The artists in the back of Lawrimore Project this month are sensualists all the way. Which is not to say they're not brainy as hell. The show is called Wet and Leatherhard: A Group Exhibition on the Edge of Ceramics, and while many of Larsen's works directly address the awkward economic conditions of art—the disconnect between art value and monetary value, for instance—most of the works in Wet and Leatherhard are not even for sale. They've been borrowed just to be shown here in each other's company. The title says what you need to know, both in meaning and in tone: This art is unfixed (wet and leather-­hard are the two states of non-dryness in ceramics, when things can still be changed), and it's sexy. It's also intense, whereas Larsen's work makes a point of detachment, detachment being its own form of risky commitment. If these two exhibitions were people, they'd admire each other. (If they hooked up, the sex would be weird and hot.)
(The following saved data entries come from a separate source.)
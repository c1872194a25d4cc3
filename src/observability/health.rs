/// Health checks for the session and record stores
use serde::{Deserialize, Serialize};
use std::sync::Arc;

use crate::store::{RecordStore, SessionStore, StoreError};

/// Overall health status
#[derive(Debug, Serialize, Deserialize)]
pub struct HealthStatus {
    pub status: String,
    pub timestamp: String,
    pub checks: Vec<HealthCheck>,
}

/// Individual health check result
#[derive(Debug, Serialize, Deserialize)]
pub struct HealthCheck {
    pub name: String,
    pub status: String,
    /// Entries held by the store, when it answered
    pub count: Option<usize>,
    pub message: Option<String>,
    pub duration_ms: f64,
}

impl HealthCheck {
    fn from_count(name: &str, res: Result<usize, StoreError>, start: std::time::Instant) -> Self {
        let duration_ms = start.elapsed().as_secs_f64() * 1000.0;
        match res {
            Ok(count) => HealthCheck {
                name: name.to_string(),
                status: "healthy".to_string(),
                count: Some(count),
                message: None,
                duration_ms,
            },
            Err(e) => HealthCheck {
                name: name.to_string(),
                status: "unhealthy".to_string(),
                count: None,
                message: Some(format!("{} store check failed: {}", name, e)),
                duration_ms,
            },
        }
    }

    pub fn is_healthy(&self) -> bool {
        self.status == "healthy"
    }
}

/// Check the session store owner is answering
pub async fn check_session_health(sessions: &Arc<dyn SessionStore>) -> HealthCheck {
    let start = std::time::Instant::now();
    HealthCheck::from_count("sessions", sessions.count().await, start)
}

/// Check the record store owner is answering
pub async fn check_record_health(records: &Arc<dyn RecordStore>) -> HealthCheck {
    let start = std::time::Instant::now();
    HealthCheck::from_count("records", records.count().await, start)
}

/// Get overall health status by checking both stores
pub async fn get_health_status(
    sessions: &Arc<dyn SessionStore>,
    records: &Arc<dyn RecordStore>,
) -> HealthStatus {
    let checks = vec![
        check_session_health(sessions).await,
        check_record_health(records).await,
    ];

    let all_healthy = checks.iter().all(HealthCheck::is_healthy);

    HealthStatus {
        status: if all_healthy {
            "healthy".to_string()
        } else {
            "unhealthy".to_string()
        },
        timestamp: chrono::Utc::now().to_rfc3339(),
        checks,
    }
}
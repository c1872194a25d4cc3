// Copyright PingCAP Inc. 2025.
//
// This program is free software; you can redistribute it and/or modify
// it under the terms of the GNU General Public License as published by
// the Free Software Foundation; version 2 of the License.
//
// This program is distributed in the hope that it will be useful,
// but WITHOUT ANY WARRANTY; without even the implied warranty of
// MERCHANTABILITY or FITNESS FOR A PARTICULAR PURPOSE. See the
// GNU General Public License for more details.
//
// You should have received a copy of the GNU General Public License along
// with this program; if not, write to the Free Software Foundation, Inc.,
// 51 Franklin Street, Fifth Floor, Boston, MA 02110-1301 USA.

/// Prometheus metrics definitions for gatehouse
use lazy_static::lazy_static;
use prometheus::{
    register_counter, register_counter_vec, register_gauge, register_histogram_vec, Counter,
    CounterVec, Gauge, HistogramVec, TextEncoder,
};

lazy_static! {
    // ============================================================================
    // HTTP Metrics
    // ============================================================================

    /// HTTP request duration in seconds
    pub static ref HTTP_REQUEST_DURATION: HistogramVec = register_histogram_vec!(
        "http_request_duration_seconds",
        "HTTP request duration in seconds",
        &["method", "endpoint", "status"],
        vec![0.001, 0.005, 0.010, 0.025, 0.050, 0.100, 0.250, 0.500, 1.0, 2.5, 5.0]
    ).unwrap();

    /// HTTP request count
    pub static ref HTTP_REQUESTS_TOTAL: CounterVec = register_counter_vec!(
        "http_requests_total",
        "Total number of HTTP requests",
        &["method", "endpoint", "status"]
    ).unwrap();

    // ============================================================================
    // Authentication Metrics
    // ============================================================================

    /// Login and page-access checks by outcome
    pub static ref AUTH_TOTAL: CounterVec = register_counter_vec!(
        "auth_total",
        "Total authentication attempts",
        &["result", "auth_type"]
    ).unwrap();

    // ============================================================================
    // Store Metrics
    // ============================================================================

    /// Time spent by an actor handling one command
    pub static ref STORE_COMMAND_DURATION: HistogramVec = register_histogram_vec!(
        "store_command_duration_seconds",
        "Store command handling duration in seconds",
        &["store", "operation"],
        vec![0.00001, 0.00005, 0.0001, 0.0005, 0.001, 0.005, 0.010, 0.050, 0.100]
    ).unwrap();

    /// Store commands by outcome
    pub static ref STORE_COMMANDS_TOTAL: CounterVec = register_counter_vec!(
        "store_commands_total",
        "Total store commands handled",
        &["store", "operation", "result"]
    ).unwrap();

    /// Sessions currently held (alive or awaiting sweep)
    pub static ref SESSIONS_ACTIVE: Gauge = register_gauge!(
        "sessions_active",
        "Sessions currently held in memory"
    ).unwrap();

    /// Sessions removed by the expiry sweeper
    pub static ref SESSIONS_SWEPT_TOTAL: Counter = register_counter!(
        "sessions_swept_total",
        "Total expired sessions removed by the sweeper"
    ).unwrap();
}

// ============================================================================
// Helper Functions
// ============================================================================

/// Record one handled store command
pub fn record_store_command(store: &str, operation: &str, result: &str, duration: f64) {
    STORE_COMMAND_DURATION
        .with_label_values(&[store, operation])
        .observe(duration);
    STORE_COMMANDS_TOTAL
        .with_label_values(&[store, operation, result])
        .inc();
}

/// Set the number of sessions held
pub fn set_sessions_active(count: usize) {
    SESSIONS_ACTIVE.set(count as f64);
}

/// Add to the swept sessions counter
pub fn increment_sessions_swept(count: usize) {
    SESSIONS_SWEPT_TOTAL.inc_by(count as f64);
}

/// Increment successful authentication counter
pub fn increment_auth_success(auth_type: &str) {
    AUTH_TOTAL
        .with_label_values(&["success", auth_type])
        .inc();
}

/// Increment failed authentication counter
pub fn increment_auth_failure(auth_type: &str) {
    AUTH_TOTAL
        .with_label_values(&["failure", auth_type])
        .inc();
}

/// Increment HTTP request counter
pub fn increment_http_request(method: &str, endpoint: &str, status: &str) {
    HTTP_REQUESTS_TOTAL
        .with_label_values(&[method, endpoint, status])
        .inc();
}

/// Record HTTP request duration
pub fn record_http_duration(method: &str, endpoint: &str, status: &str, duration: f64) {
    HTTP_REQUEST_DURATION
        .with_label_values(&[method, endpoint, status])
        .observe(duration);
}

/// Gather all metrics for Prometheus exposition
pub fn gather_metrics() -> Vec<u8> {
    use prometheus::Encoder;
    let encoder = TextEncoder::new();
    // Use the default registry since our metrics are registered there
    let metric_families = prometheus::gather();
    let mut buffer = Vec::new();
    if let Err(e) = encoder.encode(&metric_families, &mut buffer) {
        tracing::warn!("failed to encode metrics: {}", e);
    }
    buffer
}
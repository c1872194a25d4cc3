//! Log subscriber setup.
//!
//! `LOG_FORMAT` picks `human` (default) or `json`. `RUST_LOG` wins when set;
//! otherwise `LOG_LEVEL` (default `info`) applies to gatehouse's own targets
//! and framework noise is held at `warn`.

use tracing_subscriber::{fmt, layer::SubscriberExt, util::SubscriberInitExt, EnvFilter};

pub type InitError = Box<dyn std::error::Error + Send + Sync>;

#[derive(Debug, Clone, Copy, PartialEq, Eq)]
pub enum LogFormat {
    Human,
    Json,
}

impl LogFormat {
    /// Unknown values fall back to `Human`.
    pub fn parse(s: &str) -> Self {
        if s.trim().eq_ignore_ascii_case("json") {
            LogFormat::Json
        } else {
            LogFormat::Human
        }
    }
}

/// Settings resolved from the environment.
#[derive(Debug, Clone, PartialEq, Eq)]
pub struct LogSettings {
    pub format: LogFormat,
    /// Full filter directive, either `RUST_LOG` verbatim or built from `LOG_LEVEL`
    pub filter: String,
}

impl LogSettings {
    pub fn from_env() -> Self {
        Self::from_lookup(|key| std::env::var(key).ok())
    }

    /// Resolve settings through `lookup`, which maps a variable name to its value.
    pub fn from_lookup(lookup: impl Fn(&str) -> Option<String>) -> Self {
        let format = lookup("LOG_FORMAT")
            .map(|s| LogFormat::parse(&s))
            .unwrap_or(LogFormat::Human);
        let filter = match lookup("RUST_LOG").filter(|s| !s.trim().is_empty()) {
            Some(directives) => directives,
            None => default_filter(lookup("LOG_LEVEL").as_deref().unwrap_or("info")),
        };
        Self { format, filter }
    }
}

/// Filter for gatehouse targets at `level`, with hyper and tower kept quiet.
pub fn default_filter(level: &str) -> String {
    format!("gatehouse={},axum=warn,tower=warn,hyper=warn", level.trim())
}

/// Install the global subscriber.
///
/// Fails if the filter does not parse or a subscriber is already installed.
pub fn init_tracing(settings: &LogSettings) -> Result<(), InitError> {
    let filter = EnvFilter::try_new(&settings.filter)?;
    let registry = tracing_subscriber::registry().with(filter);

    match settings.format {
        LogFormat::Human => registry
            .with(fmt::layer().with_target(true).with_level(true))
            .try_init()?,
        LogFormat::Json => registry
            .with(
                fmt::layer()
                    .json()
                    .with_current_span(true)
                    .with_target(true)
                    .with_level(true),
            )
            .try_init()?,
    }

    tracing::info!(format = ?settings.format, filter = %settings.filter, "logging initialized");
    Ok(())
}

/// Resolve settings from the environment and install the subscriber.
pub fn init_tracing_from_env() -> Result<(), InitError> {
    init_tracing(&LogSettings::from_env())
}
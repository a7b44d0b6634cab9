pub mod app_config;
pub mod comparison;
pub mod config;
pub mod products;
pub mod reference;
pub mod weights;

pub use app_config::AppConfig;
pub use comparison::{ComparisonResult, Diagnostics, ExportRow, RankedProduct, ScoreBreakdown};
pub use config::{load_app_config, load_app_config_from_env};
pub use products::{synthetic_product_id, Price, Product};
pub use reference::{Asin, ProductReference};
pub use weights::{ScoringWeights, WeightOverrides};

use thiserror::Error;

/// Minimum number of comparable candidates (excluding the base product) a
/// successful comparison must contain.
pub const MIN_CANDIDATES: usize = 5;

#[derive(Debug, Error)]
pub enum CoreError {
    #[error("invalid product reference: {0}")]
    InvalidReference(String),
}

#[derive(Debug, Error)]
pub enum ConfigError {
    #[error("invalid value for {var}: {reason}")]
    InvalidEnvVar { var: String, reason: String },

    #[error("invalid scoring weights: {0}")]
    InvalidWeights(String),
}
Since commercialism in art has been such a popular subject of the last few years—think of Damien Hirst's shameless diamond-­encrusted skull and Takashi Murakami's installation consisting entirely of a working Louis Vuitton sales shop—Larsen's preoccupation with it in this exhibition is nothing new. It was easier to love the poignant bit of frost he grew right on the gallery wall by building a hidden freezing system inside it at Lawrimore Project in 2008. But Larsen is extremely clever; he's managed to create a highlight of the genre called A Tool to Deceive and Slaughter. It's a black box (riffing on Robert Morris's 1961 Box with the Sound of Its Own Making) that each week, regardless of who has bought it most recently, puts itself back up for auction on eBay. Any magic that is conventionally thought to be contained inside a work of art is displaced: This art accrues value by the spectacle of accruing value. Its first two weeks for sale, it had no bidders; then it began to appear on blogs (The Stranger's Slog, then Reuters, Wired.co.uk, and Slashdot, among others), and by the third week's auction, the starting price of $2,500 was bid all the way up to the winning price of $6,350. What were people competing for? To participate in a work of art and perhaps to make a small profit—the collector pays the eBay fees and gives the artist 15 percent of the difference between the starting and the closing auction price, but otherwise keeps the profit. Box scheme or work of extreme honesty? Both. And what a title: A Tool to Deceive and Slaughter sounds like a literary reference (a cross between Stephen Hart Crane and Kurt Vonnegut?), but it's not.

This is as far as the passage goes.